When I did one of our "Financial Aid and Scholarships" seminars for our Collegewise parents last weekend, I asked them to leave the kids at home. I want parents to feel comfortable asking questions about financing their kids' educations without the added pressure of having the students in the room. But that doesn't mean parents shouldn't talk with their kids about college costs.
A lot of parents believe that they should shield their kids from the economic realities of attending college, that it's a student's job to get accepted and a parent's job to pay for it. But I think that parents should have honest, open discussions with their kids about college costs. High school kids should know what their family can afford to pay for college, and what colleges will be off the table if financial aid doesn't cover the rest. Kids should know the efforts parents have made to save for college and the continued sacrifices you'll be making during the four years you have to write tuition checks. Having that conversation now, however unpleasant it might be, is much better than having it later when a student has an offer of admission in hand but a family doesn't have the money to pay for it.

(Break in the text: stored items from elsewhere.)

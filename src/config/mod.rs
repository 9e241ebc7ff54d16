use serde::{Deserialize, Serialize};
use std::path::PathBuf;
use std::time::Duration;
use tracing::info;

pub mod defaults;
pub mod duration_serde;

use crate::errors::{AppError, AppResult};
use crate::models::RefreshPolicy;
use defaults::*;

#[derive(Debug, Clone, Default, Serialize, Deserialize)]
pub struct Config {
    #[serde(default)]
    pub lookup: LookupConfig,
    #[serde(default)]
    pub provider: ProviderConfig,
    #[serde(default)]
    pub avatar_cache: AvatarCacheConfig,
}

/// Lookup service behaviour
#[derive(Debug, Clone, Serialize, Deserialize)]
pub struct LookupConfig {
    /// ISO 3166 alpha-2 region used to canonicalize national numbers
    #[serde(default = "default_region")]
    pub region: String,
    /// Whether a cache hit still triggers a remote refresh
    #[serde(default)]
    pub refresh_policy: RefreshPolicy,
    /// Upper bound on concurrent provider requests, unbounded when absent
    #[serde(default, skip_serializing_if = "Option::is_none")]
    pub max_fetch_workers: Option<usize>,
}

#[derive(Debug, Clone, Copy, PartialEq, Eq, Serialize, Deserialize)]
#[serde(rename_all = "snake_case")]
pub enum ProviderKind {
    /// Records loaded from a local TOML file
    Directory,
    /// Remote JSON API
    Http,
}

/// Phone lookup provider selection
#[derive(Debug, Clone, Serialize, Deserialize)]
pub struct ProviderConfig {
    #[serde(default = "default_provider_kind")]
    pub kind: ProviderKind,
    /// Display name reported to callers
    #[serde(default = "default_provider_name")]
    pub name: String,
    #[serde(default = "default_directory_file")]
    pub directory_file: PathBuf,
    /// Artificial delay applied by the directory provider
    #[serde(default = "default_simulated_latency", with = "duration_serde::duration")]
    pub simulated_latency: Duration,
    #[serde(default, skip_serializing_if = "Option::is_none")]
    pub base_url: Option<String>,
    #[serde(default = "default_request_timeout", with = "duration_serde::duration")]
    pub request_timeout: Duration,
    #[serde(default = "default_true")]
    pub spam_reporting: bool,
}

/// Avatar image cache sizing
#[derive(Debug, Clone, Serialize, Deserialize)]
pub struct AvatarCacheConfig {
    /// Capacity of the strongly held recently-used tier
    #[serde(default = "default_hot_capacity")]
    pub hot_capacity: usize,
    #[serde(default, skip_serializing_if = "Option::is_none")]
    pub max_fetch_workers: Option<usize>,
    /// Download and decode on a full miss instead of reporting no image
    #[serde(default = "default_fetch_remote")]
    pub fetch_remote: bool,
    #[serde(default = "default_request_timeout", with = "duration_serde::duration")]
    pub request_timeout: Duration,
}

fn default_region() -> String {
    DEFAULT_REGION.to_string()
}
fn default_provider_kind() -> ProviderKind {
    ProviderKind::Directory
}
fn default_provider_name() -> String {
    DEFAULT_PROVIDER_NAME.to_string()
}
fn default_directory_file() -> PathBuf {
    PathBuf::from(DEFAULT_DIRECTORY_FILE)
}
fn default_simulated_latency() -> Duration {
    Duration::from_millis(DEFAULT_SIMULATED_LATENCY_MS)
}
fn default_request_timeout() -> Duration {
    Duration::from_secs(DEFAULT_REQUEST_TIMEOUT_SECS)
}
fn default_true() -> bool {
    true
}
fn default_hot_capacity() -> usize {
    DEFAULT_HOT_CAPACITY
}
fn default_fetch_remote() -> bool {
    DEFAULT_FETCH_REMOTE
}

impl Default for LookupConfig {
    fn default() -> Self {
        Self {
            region: default_region(),
            refresh_policy: RefreshPolicy::default(),
            max_fetch_workers: None,
        }
    }
}

impl Default for ProviderConfig {
    fn default() -> Self {
        Self {
            kind: default_provider_kind(),
            name: default_provider_name(),
            directory_file: default_directory_file(),
            simulated_latency: default_simulated_latency(),
            base_url: None,
            request_timeout: default_request_timeout(),
            spam_reporting: true,
        }
    }
}

impl Default for AvatarCacheConfig {
    fn default() -> Self {
        Self {
            hot_capacity: default_hot_capacity(),
            max_fetch_workers: None,
            fetch_remote: default_fetch_remote(),
            request_timeout: default_request_timeout(),
        }
    }
}

impl Config {
    pub fn load() -> AppResult<Self> {
        let config_file =
            std::env::var("CONFIG_FILE").unwrap_or_else(|_| DEFAULT_CONFIG_FILE.to_string());
        Self::load_from_file(&config_file)
    }

    pub fn load_from_file(config_file: &str) -> AppResult<Self> {
        let config = if std::path::Path::new(config_file).exists() {
            let contents = std::fs::read_to_string(config_file)?;
            toml::from_str(&contents).map_err(|e| {
                AppError::configuration(format!("Failed to parse {config_file}: {e}"))
            })?
        } else {
            let default_config = Self::default();
            let contents = default_config.to_toml()?;
            std::fs::write(config_file, contents)?;
            info!("Created default config file: {}", config_file);
            default_config
        };

        config.validate()?;
        Ok(config)
    }

    pub fn to_toml(&self) -> AppResult<String> {
        toml::to_string_pretty(self)
            .map_err(|e| AppError::configuration(format!("Failed to serialize config: {e}")))
    }

    /// Reject values that would leave a component unusable
    pub fn validate(&self) -> AppResult<()> {
        let region = self.lookup.region.trim();
        if region.len() != 2 || !region.chars().all(|c| c.is_ascii_alphabetic()) {
            return Err(AppError::configuration(format!(
                "lookup.region must be an ISO 3166 alpha-2 code, got '{}'",
                self.lookup.region
            )));
        }
        if self.lookup.max_fetch_workers == Some(0) {
            return Err(AppError::configuration(
                "lookup.max_fetch_workers must be at least 1 when set",
            ));
        }
        if self.avatar_cache.hot_capacity == 0 {
            return Err(AppError::configuration(
                "avatar_cache.hot_capacity must be at least 1",
            ));
        }
        if self.avatar_cache.max_fetch_workers == Some(0) {
            return Err(AppError::configuration(
                "avatar_cache.max_fetch_workers must be at least 1 when set",
            ));
        }
        if self.provider.kind == ProviderKind::Http {
            match self.provider.base_url.as_deref() {
                Some(base) => {
                    url::Url::parse(base).map_err(|e| {
                        AppError::configuration(format!("provider.base_url '{base}': {e}"))
                    })?;
                }
                None => {
                    return Err(AppError::configuration(
                        "provider.base_url is required for the http provider",
                    ));
                }
            }
        }
        Ok(())
    }
}
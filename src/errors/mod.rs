//! Centralized error handling for the lookup provider
//!
//! # Error Categories
//!
//! - **Argument Errors**: empty keys or listener ids handed to a public operation
//! - **Key Errors**: raw phone numbers that cannot be canonicalized
//! - **Lifecycle Errors**: observer count bookkeeping mistakes
//! - **Transport Errors**: failures reported by the remote provider
//! - **Configuration Errors**: invalid or unreadable configuration
//!
//! # Usage
//!
//! ```rust
//! use lookup_provider::errors::{AppError, AppResult};
//!
//! fn example_function(raw: &str) -> AppResult<String> {
//!     if raw.is_empty() {
//!         return Err(AppError::invalid_argument("raw", "must not be empty"));
//!     }
//!     Ok(raw.to_string())
//! }
//! ```

pub mod types;

pub use types::*;

/// Convenience type alias for Results using AppError
pub type AppResult<T> = Result<T, AppError>;

/// Convenience type alias for transport Results
pub type TransportResult<T> = Result<T, TransportError>;
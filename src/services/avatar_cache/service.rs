//! Avatar cache service with hot/soft tiers and an asynchronous fetch path

use parking_lot::Mutex;
use serde::Serialize;
use std::num::NonZeroUsize;
use std::sync::Arc;
use std::sync::atomic::{AtomicU64, Ordering};
use tracing::{debug, info, warn};

use super::tiers::{Bitmap, HotTier, SoftTake, SoftTier};
use crate::config::AvatarCacheConfig;
use crate::errors::{AppError, AppResult};
use crate::models::LookupKey;
use crate::services::delivery::DeliveryQueue;
use crate::services::fetch_executor::FetchExecutor;
use crate::services::traits::{ImageFetchTransport, PersistentImageTier};
use crate::transports::HttpImageFetcher;

const EXECUTOR_NAME: &str = "avatar-cache";

/// Which in-memory tier currently holds a key
#[derive(Debug, Clone, Copy, PartialEq, Eq, Serialize)]
#[serde(rename_all = "snake_case")]
pub enum TierLocation {
    Hot,
    Soft,
}

/// Avatar cache statistics
#[derive(Debug, Clone, Default, PartialEq, Eq, Serialize)]
pub struct AvatarCacheStats {
    pub hot_entries: usize,
    pub soft_entries: usize,
    pub hot_hits: u64,
    pub soft_hits: u64,
    pub misses: u64,
    /// Entries pushed from the hot tier into the soft tier
    pub demotions: u64,
    pub remote_fetches: u64,
}

struct Tiers {
    hot: HotTier,
    soft: SoftTier,
}

#[derive(Default)]
struct Counters {
    hot_hits: AtomicU64,
    soft_hits: AtomicU64,
    misses: AtomicU64,
    demotions: AtomicU64,
    remote_fetches: AtomicU64,
}

struct CacheInner {
    tiers: Mutex<Tiers>,
    counters: Counters,
    delivery: DeliveryQueue,
    executor: Mutex<Option<FetchExecutor>>,
    max_fetch_workers: Option<usize>,
    persistent: Option<Arc<dyn PersistentImageTier>>,
    remote: Option<Arc<dyn ImageFetchTransport>>,
}

/// Two-tier in-memory avatar cache.
///
/// A key lives in at most one tier. `put` always lands in the hot tier;
/// whatever the hot tier evicts is demoted to the soft tier. Lookups go
/// through [`fetch_async`](Self::fetch_async) and complete on the delivery
/// context.
#[derive(Clone)]
pub struct TieredBitmapCache {
    inner: Arc<CacheInner>,
}

impl TieredBitmapCache {
    pub fn new(hot_capacity: usize, delivery: DeliveryQueue) -> AppResult<Self> {
        let capacity = NonZeroUsize::new(hot_capacity)
            .ok_or_else(|| AppError::invalid_argument("hot_capacity", "must be at least 1"))?;

        Ok(Self {
            inner: Arc::new(CacheInner {
                tiers: Mutex::new(Tiers {
                    hot: HotTier::new(capacity),
                    soft: SoftTier::default(),
                }),
                counters: Counters::default(),
                delivery,
                executor: Mutex::new(None),
                max_fetch_workers: None,
                persistent: None,
                remote: None,
            }),
        })
    }

    /// Build from configuration; `fetch_remote` attaches an HTTP image fetcher
    pub fn from_config(config: &AvatarCacheConfig, delivery: DeliveryQueue) -> AppResult<Self> {
        let cache = Self::new(config.hot_capacity, delivery)?
            .with_max_fetch_workers(config.max_fetch_workers);
        if !config.fetch_remote {
            return Ok(cache);
        }
        let fetcher = HttpImageFetcher::new(config.request_timeout)?;
        Ok(cache.with_image_fetcher(Arc::new(fetcher)))
    }

    pub fn with_max_fetch_workers(self, max_fetch_workers: Option<usize>) -> Self {
        self.reconfigure(|inner| inner.max_fetch_workers = max_fetch_workers)
    }

    /// Consult `tier` after both in-memory tiers miss
    pub fn with_persistent_tier(self, tier: Arc<dyn PersistentImageTier>) -> Self {
        self.reconfigure(|inner| inner.persistent = Some(tier))
    }

    /// Download and decode on a full miss
    pub fn with_image_fetcher(self, fetcher: Arc<dyn ImageFetchTransport>) -> Self {
        self.reconfigure(|inner| inner.remote = Some(fetcher))
    }

    /// Builder helper; only effective before the cache is shared
    fn reconfigure(self, apply: impl FnOnce(&mut CacheInner)) -> Self {
        match Arc::try_unwrap(self.inner) {
            Ok(mut inner) => {
                apply(&mut inner);
                Self {
                    inner: Arc::new(inner),
                }
            }
            Err(shared) => {
                warn!("Avatar cache already shared; ignoring configuration change");
                Self { inner: shared }
            }
        }
    }

    /// Create the worker pool. Calling it twice keeps the existing pool.
    pub fn initialize(&self) -> AppResult<()> {
        let mut executor = self.inner.executor.lock();
        if executor.as_ref().is_some_and(FetchExecutor::is_alive) {
            return Ok(());
        }
        *executor = Some(FetchExecutor::new(EXECUTOR_NAME, self.inner.max_fetch_workers)?);
        info!("Avatar cache initialized");
        Ok(())
    }

    /// Shut the worker pool down, abandoning fetches still in progress
    pub fn terminate(&self) {
        if let Some(executor) = self.inner.executor.lock().take() {
            executor.abort();
            info!("Avatar cache terminated");
        }
    }

    pub fn has_remote_fallback(&self) -> bool {
        self.inner.remote.is_some()
    }

    pub fn is_initialized(&self) -> bool {
        self.inner
            .executor
            .lock()
            .as_ref()
            .is_some_and(FetchExecutor::is_alive)
    }

    /// Insert `image` for `raw_key` into the hot tier, replacing any entry in either tier
    pub fn put(&self, raw_key: &str, image: Bitmap) -> AppResult<()> {
        let key = LookupKey::opaque(raw_key)?;
        self.inner.insert(key, image);
        Ok(())
    }

    /// Look `raw_key` up off the caller's thread and hand the result to
    /// `callback` on the delivery context.
    ///
    /// An empty key, or a cache that has not been initialized, drops the
    /// request without calling `callback`.
    pub fn fetch_async<F>(&self, raw_key: &str, callback: F)
    where
        F: FnOnce(LookupKey, Option<Bitmap>) + Send + 'static,
    {
        let Ok(key) = LookupKey::opaque(raw_key) else {
            debug!("Ignoring avatar fetch with empty key");
            return;
        };

        let guard = self.inner.executor.lock();
        let Some(executor) = guard.as_ref() else {
            warn!("Avatar fetch for {} ignored: cache not initialized", key);
            return;
        };

        let inner = Arc::clone(&self.inner);
        let submitted = executor.submit(async move {
            let image = inner.resolve(&key).await;
            let delivered_key = key.clone();
            if !inner.delivery.post(move || callback(delivered_key, image)) {
                warn!("Avatar result for {} dropped: delivery context is gone", key);
            }
        });
        if !submitted {
            debug!("Avatar fetch dropped: cache terminated");
        }
    }

    /// Memory pressure: let go of soft entries nobody else is holding
    pub fn on_low_memory(&self) -> usize {
        let reclaimed = self.inner.tiers.lock().soft.reclaim();
        info!("Low memory: reclaimed {} soft avatar entr(ies)", reclaimed);
        reclaimed
    }

    pub fn clear(&self) {
        let mut tiers = self.inner.tiers.lock();
        tiers.hot.clear();
        tiers.soft.clear();
    }

    /// Which tier holds `raw_key`, without touching recency
    pub fn tier_of(&self, raw_key: &str) -> Option<TierLocation> {
        let key = LookupKey::opaque(raw_key).ok()?;
        let tiers = self.inner.tiers.lock();
        if tiers.hot.contains(&key) {
            Some(TierLocation::Hot)
        } else if tiers.soft.contains(&key) {
            Some(TierLocation::Soft)
        } else {
            None
        }
    }

    pub fn stats(&self) -> AvatarCacheStats {
        let tiers = self.inner.tiers.lock();
        let counters = &self.inner.counters;
        AvatarCacheStats {
            hot_entries: tiers.hot.len(),
            soft_entries: tiers.soft.len(),
            hot_hits: counters.hot_hits.load(Ordering::Relaxed),
            soft_hits: counters.soft_hits.load(Ordering::Relaxed),
            misses: counters.misses.load(Ordering::Relaxed),
            demotions: counters.demotions.load(Ordering::Relaxed),
            remote_fetches: counters.remote_fetches.load(Ordering::Relaxed),
        }
    }
}

impl CacheInner {
    fn insert(&self, key: LookupKey, image: Bitmap) {
        let mut tiers = self.tiers.lock();
        tiers.hot.remove(&key);
        tiers.soft.remove(&key);
        self.insert_hot(&mut tiers, key, image);
    }

    fn insert_hot(&self, tiers: &mut Tiers, key: LookupKey, image: Bitmap) {
        if let Some((evicted_key, evicted)) = tiers.hot.insert(key, image) {
            debug!("Demoting avatar {} to the soft tier", evicted_key);
            tiers.soft.insert(evicted_key, evicted);
            self.counters.demotions.fetch_add(1, Ordering::Relaxed);
        }
    }

    /// Hot tier, then soft tier with promotion
    fn lookup_memory(&self, key: &LookupKey) -> Option<Bitmap> {
        let mut tiers = self.tiers.lock();
        if let Some(image) = tiers.hot.get(key) {
            self.counters.hot_hits.fetch_add(1, Ordering::Relaxed);
            return Some(image);
        }

        match tiers.soft.take(key) {
            SoftTake::Alive(image) => {
                self.counters.soft_hits.fetch_add(1, Ordering::Relaxed);
                self.insert_hot(&mut tiers, key.clone(), Arc::clone(&image));
                Some(image)
            }
            SoftTake::Reclaimed => {
                debug!("Soft avatar entry for {} was reclaimed", key);
                self.counters.misses.fetch_add(1, Ordering::Relaxed);
                None
            }
            SoftTake::Absent => {
                self.counters.misses.fetch_add(1, Ordering::Relaxed);
                None
            }
        }
    }

    async fn resolve(&self, key: &LookupKey) -> Option<Bitmap> {
        if let Some(image) = self.lookup_memory(key) {
            return Some(image);
        }

        if let Some(persistent) = &self.persistent {
            if let Some(image) = persistent.load(key) {
                debug!("Avatar {} restored from the persistent tier", key);
                self.insert(key.clone(), Arc::clone(&image));
                return Some(image);
            }
        }

        match &self.remote {
            Some(remote) => self.fetch_remote(remote.as_ref(), key).await,
            None => None,
        }
    }

    async fn fetch_remote(&self, remote: &dyn ImageFetchTransport, key: &LookupKey) -> Option<Bitmap> {
        self.counters.remote_fetches.fetch_add(1, Ordering::Relaxed);
        let bytes = match remote.download(key).await {
            Ok(bytes) => bytes,
            Err(e) => {
                warn!("Avatar download for {} failed: {}", key, e);
                return None;
            }
        };

        let decoded = tokio::task::spawn_blocking(move || image::load_from_memory(&bytes)).await;
        let image = match decoded {
            Ok(Ok(image)) => Arc::new(image),
            Ok(Err(e)) => {
                warn!("Failed to decode avatar {}: {}", key, e);
                return None;
            }
            Err(e) => {
                warn!("Avatar decode task for {} failed: {}", key, e);
                return None;
            }
        };

        debug!(
            "Fetched avatar {} ({}x{})",
            key,
            image.width(),
            image.height()
        );
        self.insert(key.clone(), Arc::clone(&image));
        if let Some(persistent) = &self.persistent {
            persistent.store(key, &image);
        }
        Some(image)
    }
}
impl LookupService {
    pub fn new(
        normalizer: KeyNormalizer,
        transport: Arc<dyn PhoneLookupTransport>,
        delivery: DeliveryQueue,
        settings: LookupServiceSettings,
    ) -> Self {
        Self {
            inner: Arc::new(Inner {
                normalizer,
                transport,
                settings,
                cache: ResultCache::new(),
                registry: ListenerRegistry::new(),
                delivery,
                observers: AtomicUsize::new(0),
                lifecycle: Mutex::new(Lifecycle {
                    state: LifecycleState::Stopped,
                    generation: 0,
                    executor: None,
                    retired: Vec::new(),
                    in_flight: HashSet::new(),
                }),
            }),
        }
    }

    /// An observer became active. The first one starts the service.
    ///
    /// Returns the new observer count.
    pub fn on_observer_arrive(&self) -> usize {
        let count = self.inner.observers.fetch_add(1, Ordering::SeqCst) + 1;
        debug!("Observer arrived ({} active)", count);
        if count == 1 {
            let mut lifecycle = self.inner.lifecycle.lock();
            if self.inner.observers.load(Ordering::SeqCst) > 0
                && lifecycle.state == LifecycleState::Stopped
            {
                self.inner.start(&mut lifecycle);
            }
        }
        count
    }

    /// An observer went away. The last one stops a running service.
    ///
    /// A departure with no active observers is reported as
    /// [`AppError::ObserverUnderflow`] and leaves the count at zero.
    pub fn on_observer_depart(&self) -> AppResult<usize> {
        let previous = self
            .inner
            .observers
            .fetch_update(Ordering::SeqCst, Ordering::SeqCst, |count| {
                count.checked_sub(1)
            })
            .map_err(|_| {
                error!("Observer departure reported with no active observers");
                AppError::ObserverUnderflow
            })?;

        let count = previous - 1;
        debug!("Observer departed ({} active)", count);
        if count == 0 {
            let mut lifecycle = self.inner.lifecycle.lock();
            if self.inner.observers.load(Ordering::SeqCst) == 0
                && lifecycle.state == LifecycleState::Running
            {
                self.inner.stop(&mut lifecycle);
            }
        }
        Ok(count)
    }

    /// Drop every cached result. Lifecycle and listeners are untouched.
    pub fn on_low_memory(&self) {
        let dropped = self.inner.cache.len();
        self.inner.cache.clear();
        info!("Low memory: dropped {} cached lookup result(s)", dropped);
    }

    /// Stop the service regardless of the observer count
    pub fn shutdown(&self) {
        let mut lifecycle = self.inner.lifecycle.lock();
        if lifecycle.state == LifecycleState::Running {
            self.inner.stop(&mut lifecycle);
        }
    }

    /// Wait for work handed to executors that have since been stopped.
    ///
    /// Fetches and spam reports keep running after the last observer
    /// departs; a caller about to exit awaits this so they are not cut off.
    pub async fn drain(&self) {
        let pending: Vec<_> = {
            let lifecycle = self.inner.lifecycle.lock();
            lifecycle.retired.iter().map(FetchExecutor::idle).collect()
        };
        for idle in pending {
            idle.await;
        }
    }

    /// Register `listener` for the canonical form of `raw`
    pub fn subscribe(&self, raw: &str, listener: &ListenerHandle) -> AppResult<LookupKey> {
        let key = self.inner.normalizer.normalize(raw)?;
        self.inner.registry.subscribe(&key, listener);
        Ok(key)
    }

    /// Remove one registration; unknown listeners are ignored
    pub fn unsubscribe(&self, raw: &str, listener: &ListenerHandle) -> AppResult<bool> {
        let key = self.inner.normalizer.normalize(raw)?;
        Ok(self.inner.registry.unsubscribe(&key, listener))
    }

    /// Remove every registration for the canonical form of `raw`
    pub fn unsubscribe_all(&self, raw: &str) -> AppResult<usize> {
        let key = self.inner.normalizer.normalize(raw)?;
        Ok(self.inner.registry.unsubscribe_all(&key))
    }

    /// Request caller information for `raw`.
    ///
    /// A cached result is delivered to the key's listeners on the calling
    /// thread unless `requery` is set. If the service is running a provider
    /// request is then dispatched (subject to the refresh policy and to
    /// coalescing with a request already in flight). Results surface only
    /// through listeners.
    pub fn lookup(&self, raw: &str, requery: bool) -> AppResult<()> {
        let key = self.inner.normalizer.normalize(raw)?;
        self.lookup_normalized(&key, requery);
        Ok(())
    }

    /// [`lookup`](Self::lookup) for a key that is already canonical
    pub fn lookup_normalized(&self, key: &LookupKey, requery: bool) {
        debug!("Lookup requested for {} (requery: {})", key, requery);

        let cached = if requery { None } else { self.inner.cache.get(key) };
        if let Some(cached) = &cached {
            let notified = self.inner.registry.notify_all(key, cached);
            debug!("Served {} from cache to {} listener(s)", key, notified);
            if self.inner.settings.refresh_policy == RefreshPolicy::WhenMissing {
                return;
            }
        }

        Inner::dispatch_fetch(&self.inner, key);
    }

    /// Report `raw` as spam to the provider.
    ///
    /// The cached result for the number is kept so the report can be undone
    /// without another lookup. A stopped service ignores the call.
    pub fn mark_as_spam(&self, raw: &str) -> AppResult<()> {
        let key = self.inner.normalizer.normalize(raw)?;
        self.mark_as_spam_normalized(&key);
        Ok(())
    }

    /// [`mark_as_spam`](Self::mark_as_spam) for a key that is already canonical
    pub fn mark_as_spam_normalized(&self, key: &LookupKey) {
        let lifecycle = self.inner.lifecycle.lock();
        let executor = match (&lifecycle.state, &lifecycle.executor) {
            (LifecycleState::Running, Some(executor)) => executor,
            _ => {
                debug!("Spam report for {} ignored: service not running", key);
                return;
            }
        };

        let transport = Arc::clone(&self.inner.transport);
        let key = key.clone();
        let submitted = executor.submit(async move {
            match transport.report_spam(&key).await {
                Ok(()) => info!("Reported {} as spam", key),
                Err(e) => warn!("Spam report for {} failed: {}", key, e),
            }
        });
        if !submitted {
            warn!("Spam report dropped: fetch executor closed");
        }
    }

    /// Whether the running provider accepts spam reports
    pub fn has_spam_reporting_capability(&self) -> bool {
        self.is_running() && self.inner.transport.supports_spam_reporting()
    }

    /// Provider name for attribution, `None` while stopped
    pub fn provider_display_name(&self) -> Option<String> {
        self.is_running()
            .then(|| self.inner.transport.provider_name())
    }

    /// Cached result for `raw`, without notifying anyone
    pub fn cached(&self, raw: &str) -> AppResult<Option<Arc<LookupResponse>>> {
        let key = self.inner.normalizer.normalize(raw)?;
        Ok(self.inner.cache.get(&key))
    }

    pub fn normalize(&self, raw: &str) -> AppResult<LookupKey> {
        self.inner.normalizer.normalize(raw)
    }

    pub fn state(&self) -> LifecycleState {
        self.inner.lifecycle.lock().state
    }

    pub fn is_running(&self) -> bool {
        self.state() == LifecycleState::Running
    }

    pub fn observer_count(&self) -> usize {
        self.inner.observers.load(Ordering::SeqCst)
    }

    pub fn stats(&self) -> LookupServiceStats {
        let lifecycle = self.inner.lifecycle.lock();
        LookupServiceStats {
            state: lifecycle.state,
            observers: self.inner.observers.load(Ordering::SeqCst),
            cached_results: self.inner.cache.len(),
            listener_keys: self.inner.registry.key_count(),
            listeners: self.inner.registry.listener_count(),
            in_flight: lifecycle.in_flight.len(),
            generation: lifecycle.generation,
        }
    }
}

High school students who understand the realities of college costs for their families are more likely to appreciate that a college education is a gift, no matter what school they end up attending. And once those kids get to college, they'll understand the financial and emotional investment their parents are making. They'll be more likely to drag themselves out of bed for that 8 a.m. psychology class. They're more likely to appreciate all the opportunities for learning, growth and fun that are available to them during their college careers.
So parents, consider having the college financing talk with your kids. Invite them to participate in the discussion. A student who's mature enough to attend college is mature enough to know what it's going to take for her family to pay for it.